§ Aim of the exercise: Using the records that follow, tally the lines containing the word "when" and state only the count.

§ Provided records:
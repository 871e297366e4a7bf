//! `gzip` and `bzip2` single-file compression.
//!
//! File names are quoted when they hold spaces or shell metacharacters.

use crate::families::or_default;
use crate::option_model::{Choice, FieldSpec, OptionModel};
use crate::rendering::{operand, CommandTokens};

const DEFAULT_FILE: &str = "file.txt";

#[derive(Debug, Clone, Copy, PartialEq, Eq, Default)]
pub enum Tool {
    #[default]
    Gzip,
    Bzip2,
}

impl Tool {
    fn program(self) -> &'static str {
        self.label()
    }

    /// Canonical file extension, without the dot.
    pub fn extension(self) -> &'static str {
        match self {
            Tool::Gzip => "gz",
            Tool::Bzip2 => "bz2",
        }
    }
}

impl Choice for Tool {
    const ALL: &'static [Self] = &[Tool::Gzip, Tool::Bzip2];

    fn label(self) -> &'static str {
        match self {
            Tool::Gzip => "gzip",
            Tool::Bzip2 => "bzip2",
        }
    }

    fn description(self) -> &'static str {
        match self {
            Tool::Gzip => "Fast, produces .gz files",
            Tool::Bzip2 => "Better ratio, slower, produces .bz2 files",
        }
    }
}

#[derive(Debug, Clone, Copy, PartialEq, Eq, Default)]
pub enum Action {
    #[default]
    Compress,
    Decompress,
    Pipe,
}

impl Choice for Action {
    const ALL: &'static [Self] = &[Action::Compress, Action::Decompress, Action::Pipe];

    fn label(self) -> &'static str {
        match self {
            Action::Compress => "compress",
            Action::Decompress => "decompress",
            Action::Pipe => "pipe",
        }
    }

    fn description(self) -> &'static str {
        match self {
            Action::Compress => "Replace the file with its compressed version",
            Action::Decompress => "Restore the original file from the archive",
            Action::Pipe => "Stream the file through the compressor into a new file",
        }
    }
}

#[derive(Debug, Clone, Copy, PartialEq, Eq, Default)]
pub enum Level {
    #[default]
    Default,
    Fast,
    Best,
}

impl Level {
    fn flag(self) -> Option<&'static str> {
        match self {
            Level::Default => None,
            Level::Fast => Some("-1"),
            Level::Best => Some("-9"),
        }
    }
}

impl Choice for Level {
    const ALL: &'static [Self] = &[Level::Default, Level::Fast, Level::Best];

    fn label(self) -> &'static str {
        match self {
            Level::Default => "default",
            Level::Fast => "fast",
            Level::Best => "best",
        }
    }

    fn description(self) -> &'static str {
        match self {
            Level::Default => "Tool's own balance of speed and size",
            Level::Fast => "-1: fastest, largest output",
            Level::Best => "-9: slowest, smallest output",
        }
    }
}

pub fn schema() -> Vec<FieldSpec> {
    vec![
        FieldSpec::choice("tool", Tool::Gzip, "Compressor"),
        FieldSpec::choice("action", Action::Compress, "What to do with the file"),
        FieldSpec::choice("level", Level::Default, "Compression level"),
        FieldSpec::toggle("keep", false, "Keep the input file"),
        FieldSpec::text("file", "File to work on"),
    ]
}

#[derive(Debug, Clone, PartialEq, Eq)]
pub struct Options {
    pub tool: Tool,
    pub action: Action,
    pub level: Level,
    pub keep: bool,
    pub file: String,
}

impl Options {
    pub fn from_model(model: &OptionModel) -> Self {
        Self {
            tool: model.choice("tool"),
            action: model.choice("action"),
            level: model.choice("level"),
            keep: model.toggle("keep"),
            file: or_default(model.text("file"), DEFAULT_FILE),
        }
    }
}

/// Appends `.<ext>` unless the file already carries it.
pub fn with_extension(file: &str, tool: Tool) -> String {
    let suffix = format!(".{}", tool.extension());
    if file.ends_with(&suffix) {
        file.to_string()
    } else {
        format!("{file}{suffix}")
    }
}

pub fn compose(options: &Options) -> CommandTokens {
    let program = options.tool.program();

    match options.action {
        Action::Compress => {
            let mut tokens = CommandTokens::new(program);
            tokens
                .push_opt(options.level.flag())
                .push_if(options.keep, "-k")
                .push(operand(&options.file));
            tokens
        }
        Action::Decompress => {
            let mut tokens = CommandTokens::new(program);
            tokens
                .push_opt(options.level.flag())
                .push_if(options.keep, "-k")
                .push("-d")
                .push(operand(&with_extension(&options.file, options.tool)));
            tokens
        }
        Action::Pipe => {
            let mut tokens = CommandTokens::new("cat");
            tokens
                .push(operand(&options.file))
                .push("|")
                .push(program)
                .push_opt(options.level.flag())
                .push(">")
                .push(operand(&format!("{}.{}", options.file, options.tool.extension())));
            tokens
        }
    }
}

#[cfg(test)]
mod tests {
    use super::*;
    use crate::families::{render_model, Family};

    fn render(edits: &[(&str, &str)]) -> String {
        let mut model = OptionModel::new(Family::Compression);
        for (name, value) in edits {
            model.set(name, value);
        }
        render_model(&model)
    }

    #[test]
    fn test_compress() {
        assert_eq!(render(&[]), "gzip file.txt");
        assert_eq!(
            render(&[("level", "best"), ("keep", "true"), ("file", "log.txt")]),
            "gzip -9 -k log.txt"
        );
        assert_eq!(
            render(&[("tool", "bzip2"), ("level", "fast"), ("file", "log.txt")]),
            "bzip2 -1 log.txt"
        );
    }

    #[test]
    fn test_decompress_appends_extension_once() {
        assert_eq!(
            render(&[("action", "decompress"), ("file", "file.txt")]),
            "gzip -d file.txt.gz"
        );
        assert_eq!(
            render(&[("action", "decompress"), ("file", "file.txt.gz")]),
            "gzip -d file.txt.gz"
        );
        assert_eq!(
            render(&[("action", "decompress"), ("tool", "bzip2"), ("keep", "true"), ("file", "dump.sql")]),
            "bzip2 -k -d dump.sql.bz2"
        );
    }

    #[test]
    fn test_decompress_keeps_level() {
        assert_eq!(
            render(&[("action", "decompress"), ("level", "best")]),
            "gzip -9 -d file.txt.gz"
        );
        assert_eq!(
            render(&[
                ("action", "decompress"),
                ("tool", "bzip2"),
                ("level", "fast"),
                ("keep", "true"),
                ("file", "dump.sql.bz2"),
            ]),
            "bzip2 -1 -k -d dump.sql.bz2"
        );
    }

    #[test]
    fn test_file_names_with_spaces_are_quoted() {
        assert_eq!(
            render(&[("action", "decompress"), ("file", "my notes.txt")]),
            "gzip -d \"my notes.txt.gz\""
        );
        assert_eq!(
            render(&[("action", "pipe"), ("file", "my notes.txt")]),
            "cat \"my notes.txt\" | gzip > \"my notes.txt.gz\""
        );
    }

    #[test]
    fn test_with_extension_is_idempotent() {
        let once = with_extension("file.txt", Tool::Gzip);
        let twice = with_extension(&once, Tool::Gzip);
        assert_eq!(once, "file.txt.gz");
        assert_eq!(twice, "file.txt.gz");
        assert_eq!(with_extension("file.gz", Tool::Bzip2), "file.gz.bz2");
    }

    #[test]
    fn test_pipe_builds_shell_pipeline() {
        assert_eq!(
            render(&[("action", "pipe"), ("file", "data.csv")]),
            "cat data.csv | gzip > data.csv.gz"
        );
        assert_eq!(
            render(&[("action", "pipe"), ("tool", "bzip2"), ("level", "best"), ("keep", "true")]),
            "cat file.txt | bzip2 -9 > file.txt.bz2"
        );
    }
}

==

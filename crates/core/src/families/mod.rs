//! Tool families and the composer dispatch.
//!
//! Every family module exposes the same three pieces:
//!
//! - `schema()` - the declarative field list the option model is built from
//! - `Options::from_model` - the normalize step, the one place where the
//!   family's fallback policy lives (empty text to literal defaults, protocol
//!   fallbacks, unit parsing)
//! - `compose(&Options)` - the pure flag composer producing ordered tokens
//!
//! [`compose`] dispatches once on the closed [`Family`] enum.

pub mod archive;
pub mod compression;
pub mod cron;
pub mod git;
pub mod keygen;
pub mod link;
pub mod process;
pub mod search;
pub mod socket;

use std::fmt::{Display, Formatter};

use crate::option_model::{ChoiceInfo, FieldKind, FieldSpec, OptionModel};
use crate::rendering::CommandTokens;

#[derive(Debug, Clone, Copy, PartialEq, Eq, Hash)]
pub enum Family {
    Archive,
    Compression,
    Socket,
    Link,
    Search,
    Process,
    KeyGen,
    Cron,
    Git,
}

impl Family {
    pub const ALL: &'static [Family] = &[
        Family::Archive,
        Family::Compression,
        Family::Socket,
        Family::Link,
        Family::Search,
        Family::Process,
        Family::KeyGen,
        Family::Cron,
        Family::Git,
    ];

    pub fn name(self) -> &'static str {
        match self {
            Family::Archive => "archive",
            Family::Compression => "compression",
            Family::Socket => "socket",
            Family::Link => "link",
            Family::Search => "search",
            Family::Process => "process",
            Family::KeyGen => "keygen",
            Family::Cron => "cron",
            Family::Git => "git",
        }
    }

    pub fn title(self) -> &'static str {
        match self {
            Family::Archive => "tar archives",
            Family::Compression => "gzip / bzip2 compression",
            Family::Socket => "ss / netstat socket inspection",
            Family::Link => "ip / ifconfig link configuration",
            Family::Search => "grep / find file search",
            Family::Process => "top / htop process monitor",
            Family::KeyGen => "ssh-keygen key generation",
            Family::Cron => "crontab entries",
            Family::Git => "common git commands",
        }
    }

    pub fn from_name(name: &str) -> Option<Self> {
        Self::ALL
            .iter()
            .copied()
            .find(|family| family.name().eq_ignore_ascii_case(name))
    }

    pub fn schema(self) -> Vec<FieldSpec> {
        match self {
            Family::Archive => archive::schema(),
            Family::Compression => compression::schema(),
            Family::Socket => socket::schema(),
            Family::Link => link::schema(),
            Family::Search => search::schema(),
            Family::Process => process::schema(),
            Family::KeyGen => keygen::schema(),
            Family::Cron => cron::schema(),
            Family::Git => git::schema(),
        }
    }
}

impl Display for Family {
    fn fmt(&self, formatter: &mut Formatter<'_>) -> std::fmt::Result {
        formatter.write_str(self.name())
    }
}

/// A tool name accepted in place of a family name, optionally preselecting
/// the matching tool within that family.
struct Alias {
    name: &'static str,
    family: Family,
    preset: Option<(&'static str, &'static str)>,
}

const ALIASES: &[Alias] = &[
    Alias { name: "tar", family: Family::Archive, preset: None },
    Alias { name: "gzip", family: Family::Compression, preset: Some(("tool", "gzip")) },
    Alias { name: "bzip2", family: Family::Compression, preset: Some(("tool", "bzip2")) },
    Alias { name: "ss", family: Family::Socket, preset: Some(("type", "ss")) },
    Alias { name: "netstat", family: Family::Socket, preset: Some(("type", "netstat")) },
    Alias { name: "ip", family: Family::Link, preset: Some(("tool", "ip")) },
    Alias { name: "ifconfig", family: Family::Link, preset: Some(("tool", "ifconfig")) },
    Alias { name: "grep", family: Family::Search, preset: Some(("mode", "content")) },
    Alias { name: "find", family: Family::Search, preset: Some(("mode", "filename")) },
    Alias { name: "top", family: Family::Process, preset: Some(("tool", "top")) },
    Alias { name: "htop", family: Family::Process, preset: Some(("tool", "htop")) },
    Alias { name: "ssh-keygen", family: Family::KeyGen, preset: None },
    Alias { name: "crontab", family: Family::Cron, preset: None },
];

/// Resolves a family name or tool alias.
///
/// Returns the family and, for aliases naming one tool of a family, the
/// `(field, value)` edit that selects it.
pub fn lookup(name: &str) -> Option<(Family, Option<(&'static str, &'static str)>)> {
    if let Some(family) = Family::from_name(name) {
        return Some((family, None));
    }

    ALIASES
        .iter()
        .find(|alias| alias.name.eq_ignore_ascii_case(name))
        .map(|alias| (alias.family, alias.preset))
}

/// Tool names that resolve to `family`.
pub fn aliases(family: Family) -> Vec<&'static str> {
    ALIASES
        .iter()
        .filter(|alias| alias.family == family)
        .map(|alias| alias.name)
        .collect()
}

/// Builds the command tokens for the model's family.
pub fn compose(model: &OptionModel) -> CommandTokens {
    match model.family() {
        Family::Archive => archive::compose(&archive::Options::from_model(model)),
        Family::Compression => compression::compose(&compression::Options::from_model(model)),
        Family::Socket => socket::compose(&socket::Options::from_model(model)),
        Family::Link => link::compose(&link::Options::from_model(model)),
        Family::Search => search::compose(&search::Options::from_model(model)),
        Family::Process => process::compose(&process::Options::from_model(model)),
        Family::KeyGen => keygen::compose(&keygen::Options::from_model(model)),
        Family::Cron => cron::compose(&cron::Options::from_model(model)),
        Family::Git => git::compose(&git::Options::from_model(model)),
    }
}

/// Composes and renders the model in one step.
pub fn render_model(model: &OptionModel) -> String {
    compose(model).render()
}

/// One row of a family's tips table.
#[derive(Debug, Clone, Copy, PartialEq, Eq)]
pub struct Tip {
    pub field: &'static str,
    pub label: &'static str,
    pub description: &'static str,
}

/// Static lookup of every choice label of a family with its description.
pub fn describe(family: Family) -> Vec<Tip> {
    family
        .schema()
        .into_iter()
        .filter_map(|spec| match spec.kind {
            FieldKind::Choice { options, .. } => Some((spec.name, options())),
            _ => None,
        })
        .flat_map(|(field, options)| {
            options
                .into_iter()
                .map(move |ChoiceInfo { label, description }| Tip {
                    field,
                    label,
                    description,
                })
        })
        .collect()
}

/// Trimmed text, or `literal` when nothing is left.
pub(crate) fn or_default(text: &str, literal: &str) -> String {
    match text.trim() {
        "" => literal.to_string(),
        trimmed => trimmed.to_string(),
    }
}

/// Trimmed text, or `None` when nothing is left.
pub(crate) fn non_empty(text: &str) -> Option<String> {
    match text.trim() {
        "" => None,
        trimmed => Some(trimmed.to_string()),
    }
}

§ Output of the task: 3